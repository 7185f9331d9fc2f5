//! Configuration types for chatrelay.
//!
//! `RelayConfig` represents the top-level `config.toml`. Every field has a
//! default, so an empty file (or no file at all) yields a working relay.

use serde::{Deserialize, Serialize};

use crate::message::Friend;

/// Top-level relay configuration.
#[derive(Debug, Clone, Serialize, Deserialize)]
pub struct RelayConfig {
    /// Line prepended to every formatted reply. Empty means no prefix line.
    #[serde(default)]
    pub reply_prefix: String,

    /// Display name allowed to issue the cache-clear admin command.
    #[serde(default = "default_admin_name")]
    pub admin_name: String,

    /// Seconds between background sweeps of expired cache entries.
    #[serde(default = "default_sweep_interval_secs")]
    pub sweep_interval_secs: u64,

    #[serde(default)]
    pub quota: QuotaConfig,

    #[serde(default)]
    pub session: SessionConfig,

    #[serde(default)]
    pub prompt: PromptConfig,

    #[serde(default)]
    pub completion: CompletionConfig,

    #[serde(default)]
    pub server: ServerConfig,

    /// Contacts known to the webhook and console transports.
    #[serde(default)]
    pub roster: Vec<Friend>,
}

fn default_admin_name() -> String {
    "锐".to_string()
}

fn default_sweep_interval_secs() -> u64 {
    60
}

impl Default for RelayConfig {
    fn default() -> Self {
        Self {
            reply_prefix: String::new(),
            admin_name: default_admin_name(),
            sweep_interval_secs: default_sweep_interval_secs(),
            quota: QuotaConfig::default(),
            session: SessionConfig::default(),
            prompt: PromptConfig::default(),
            completion: CompletionConfig::default(),
            server: ServerConfig::default(),
            roster: Vec::new(),
        }
    }
}

/// Per-user usage limit.
#[derive(Debug, Clone, Serialize, Deserialize)]
pub struct QuotaConfig {
    /// Successful completions allowed per window.
    #[serde(default = "default_quota_limit")]
    pub limit: u32,
    /// Window length in seconds, restarted on every successful use.
    #[serde(default = "default_quota_window_secs")]
    pub window_secs: u64,
}

fn default_quota_limit() -> u32 {
    3
}

fn default_quota_window_secs() -> u64 {
    3600
}

impl Default for QuotaConfig {
    fn default() -> Self {
        Self {
            limit: default_quota_limit(),
            window_secs: default_quota_window_secs(),
        }
    }
}

/// Rolling conversation context.
#[derive(Debug, Clone, Serialize, Deserialize)]
pub struct SessionConfig {
    #[serde(default = "default_session_ttl_secs")]
    pub ttl_secs: u64,
    /// Upper bound on cached sessions. `None` means unbounded.
    #[serde(default)]
    pub max_entries: Option<usize>,
}

fn default_session_ttl_secs() -> u64 {
    3600
}

impl Default for SessionConfig {
    fn default() -> Self {
        Self {
            ttl_secs: default_session_ttl_secs(),
            max_entries: None,
        }
    }
}

#[derive(Debug, Clone, Serialize, Deserialize)]
pub struct PromptConfig {
    /// Hard cap, in characters, on the prompt sent upstream.
    #[serde(default = "default_max_chars")]
    pub max_chars: usize,
}

fn default_max_chars() -> usize {
    4000
}

impl Default for PromptConfig {
    fn default() -> Self {
        Self {
            max_chars: default_max_chars(),
        }
    }
}

/// OpenAI-compatible completion endpoint settings.
#[derive(Debug, Clone, Serialize, Deserialize)]
pub struct CompletionConfig {
    #[serde(default = "default_base_url")]
    pub base_url: String,
    #[serde(default = "default_model")]
    pub model: String,
    #[serde(default = "default_max_tokens")]
    pub max_tokens: u32,
    #[serde(default)]
    pub temperature: Option<f32>,
    #[serde(default = "default_timeout_secs")]
    pub timeout_secs: u64,
    /// Name of the environment variable holding the API key.
    #[serde(default = "default_api_key_env")]
    pub api_key_env: String,
}

fn default_base_url() -> String {
    "https://api.openai.com/v1".to_string()
}

fn default_model() -> String {
    "gpt-4o-mini".to_string()
}

fn default_max_tokens() -> u32 {
    1024
}

fn default_timeout_secs() -> u64 {
    60
}

fn default_api_key_env() -> String {
    "OPENAI_API_KEY".to_string()
}

impl Default for CompletionConfig {
    fn default() -> Self {
        Self {
            base_url: default_base_url(),
            model: default_model(),
            max_tokens: default_max_tokens(),
            temperature: None,
            timeout_secs: default_timeout_secs(),
            api_key_env: default_api_key_env(),
        }
    }
}

#[derive(Debug, Clone, Serialize, Deserialize)]
pub struct ServerConfig {
    #[serde(default = "default_host")]
    pub host: String,
    #[serde(default = "default_port")]
    pub port: u16,
}

fn default_host() -> String {
    "127.0.0.1".to_string()
}

fn default_port() -> u16 {
    3030
}

impl Default for ServerConfig {
    fn default() -> Self {
        Self {
            host: default_host(),
            port: default_port(),
        }
    }
}
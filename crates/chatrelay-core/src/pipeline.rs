//! Inbound message handling.
//!
//! `MessagePipeline::handle` takes one message through validation, the admin
//! command, the quota check, the completion call, reply formatting, and the
//! state commit. Every path that does anything sends exactly one reply.
//!
//! Quota and upstream failures are reported to the user and end the message
//! normally. Only a failed send is returned as an error.

use std::sync::Arc;

use tracing::{Instrument, debug, info, info_span, warn};
use uuid::Uuid;

use chatrelay_types::config::RelayConfig;
use chatrelay_types::error::RelayError;
use chatrelay_types::message::{HandleOutcome, InboundMessage};

use crate::admin::{self, AdminCommand};
use crate::completion::CompletionService;
use crate::prompt::{self, DEFAULT_MAX_PROMPT_CHARS};
use crate::quota::QuotaTracker;
use crate::reply;
use crate::session::SessionStore;
use crate::transport::{ReplySink, Roster};

/// Values the pipeline reads from configuration.
#[derive(Debug, Clone)]
pub struct PipelineSettings {
    /// Line prepended to formatted replies. Empty means none.
    pub reply_prefix: String,
    /// Display name allowed to run admin commands.
    pub admin_name: String,
    /// Hard cap on the prompt sent upstream, in characters.
    pub max_prompt_chars: usize,
}

impl Default for PipelineSettings {
    fn default() -> Self {
        Self {
            reply_prefix: String::new(),
            admin_name: admin::DEFAULT_ADMIN_NAME.to_string(),
            max_prompt_chars: DEFAULT_MAX_PROMPT_CHARS,
        }
    }
}

impl From<&RelayConfig> for PipelineSettings {
    fn from(config: &RelayConfig) -> Self {
        Self {
            reply_prefix: config.reply_prefix.clone(),
            admin_name: config.admin_name.clone(),
            max_prompt_chars: config.prompt.max_chars,
        }
    }
}

/// Relays chat messages to a completion service under per-user quota.
///
/// The session and quota stores are shared with the rest of the process
/// (the sweeper, health reporting) and are passed in already constructed.
pub struct MessagePipeline<C, R> {
    sessions: Arc<SessionStore>,
    quota: Arc<QuotaTracker>,
    completion: C,
    roster: R,
    settings: PipelineSettings,
}

impl<C: CompletionService, R: Roster> MessagePipeline<C, R> {
    pub fn new(
        sessions: Arc<SessionStore>,
        quota: Arc<QuotaTracker>,
        completion: C,
        roster: R,
        settings: PipelineSettings,
    ) -> Self {
        Self {
            sessions,
            quota,
            completion,
            roster,
            settings,
        }
    }

    pub fn sessions(&self) -> &Arc<SessionStore> {
        &self.sessions
    }

    pub fn quota(&self) -> &Arc<QuotaTracker> {
        &self.quota
    }

    pub fn completion(&self) -> &C {
        &self.completion
    }

    pub fn settings(&self) -> &PipelineSettings {
        &self.settings
    }

    /// Handle one inbound message, replying through `sink`.
    pub async fn handle<S: ReplySink>(
        &self,
        message: &InboundMessage,
        sink: &S,
    ) -> Result<HandleOutcome, RelayError> {
        let span = info_span!(
            "handle_message",
            message_id = %Uuid::now_v7(),
            sender_id = %message.sender_id,
        );
        self.handle_inner(message, sink).instrument(span).await
    }

    async fn handle_inner<S: ReplySink>(
        &self,
        message: &InboundMessage,
        sink: &S,
    ) -> Result<HandleOutcome, RelayError> {
        if !message.is_text() {
            debug!(kind = %message.kind, "ignoring non-text message");
            return Ok(HandleOutcome::Skipped);
        }

        debug!(sender = %message.sender_name, text = %message.text, "received text message");

        let user = message.sender_id.as_str();
        let text = prompt::clean_user_text(&message.text);
        let request = prompt::compose_request(&self.sessions.get_context(user), text);
        if request.is_empty() {
            info!("request text is empty, not replying");
            return Ok(HandleOutcome::Skipped);
        }

        if let Some(AdminCommand::ClearCache { target }) =
            AdminCommand::parse(&request, &message.sender_name, &self.settings.admin_name)
        {
            return self.clear_cache(target, sink).await;
        }

        let reservation = match self.quota.check_and_reserve(user) {
            Ok(reservation) => reservation,
            Err(exceeded) => {
                info!(count = exceeded.count, limit = exceeded.limit, "quota exhausted");
                let notice = reply::quota_exceeded_notice(self.quota.limit(), self.quota.window());
                sink.send_reply(&notice)
                    .await
                    .map_err(|source| RelayError::QuotaNotice {
                        count: exceeded.count,
                        source,
                    })?;
                return Ok(HandleOutcome::QuotaExceeded {
                    count: exceeded.count,
                });
            }
        };

        let prompt = prompt::truncate_chars(&request, self.settings.max_prompt_chars);
        if prompt.len() < request.len() {
            debug!(
                max_chars = self.settings.max_prompt_chars,
                "request text truncated"
            );
        }

        let span = info_span!(
            "completion",
            backend = self.completion.name(),
            used = reservation.count(),
            prompt_chars = prompt.chars().count(),
        );
        let raw = match self.completion.complete(prompt).instrument(span).await {
            Ok(raw) => raw,
            Err(err) => {
                warn!(error = %err, "completion request failed");
                drop(reservation);
                let notice = reply::upstream_failure_notice(&err);
                sink.send_reply(&notice)
                    .await
                    .map_err(|source| RelayError::UpstreamNotice {
                        upstream: err.to_string(),
                        source,
                    })?;
                return Ok(HandleOutcome::UpstreamFailed);
            }
        };

        let formatted = reply::build_reply(&raw, &self.settings.reply_prefix);

        self.sessions.set_context(user, text, &raw);
        let used = reservation.commit();
        info!(used, limit = self.quota.limit(), "relaying completion");

        sink.send_reply(&formatted).await.map_err(RelayError::Delivery)?;
        Ok(HandleOutcome::Replied { used })
    }

    async fn clear_cache<S: ReplySink>(
        &self,
        target: Option<String>,
        sink: &S,
    ) -> Result<HandleOutcome, RelayError> {
        let Some(target) = target else {
            sink.send_reply(&admin::usage_notice())
                .await
                .map_err(RelayError::Delivery)?;
            return Ok(HandleOutcome::AdminCleared {
                target: None,
                cleared: 0,
            });
        };

        let friends = match self.roster.list_friends().await {
            Ok(friends) => friends,
            Err(err) => {
                warn!(error = %err, "roster lookup failed, nothing to clear");
                Vec::new()
            }
        };

        let mut cleared = 0;
        for friend in friends.iter().filter(|f| f.display_name == target) {
            let had_quota = self.quota.delete(&friend.user_id);
            let had_session = self.sessions.clear(&friend.user_id);
            info!(
                user_id = %friend.user_id,
                display_name = %friend.display_name,
                had_quota,
                had_session,
                "cleared cached user state"
            );
            cleared += 1;
        }

        let notice = if cleared > 0 {
            admin::cleared_notice(&target)
        } else {
            admin::target_not_found_notice(&target)
        };
        sink.send_reply(&notice).await.map_err(RelayError::Delivery)?;

        Ok(HandleOutcome::AdminCleared {
            target: Some(target),
            cleared,
        })
    }
}
//! HTTP webhook transport for chatrelay.
//!
//! Axum-based API at `/api/v1/` with the envelope response format and CORS
//! support. A chat gateway posts each inbound message and gets the relay's
//! reply back in the response body.

pub mod error;
pub mod handlers;
pub mod response;
pub mod router;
|---|
_Work to complete:_
Wherever the string "Hard" shows up in the material, copy the line that holds it.

_Response to this task:_
    /// Hard cap, in characters, on the prompt sent upstream.
    /// Hard cap on the prompt sent upstream, in characters.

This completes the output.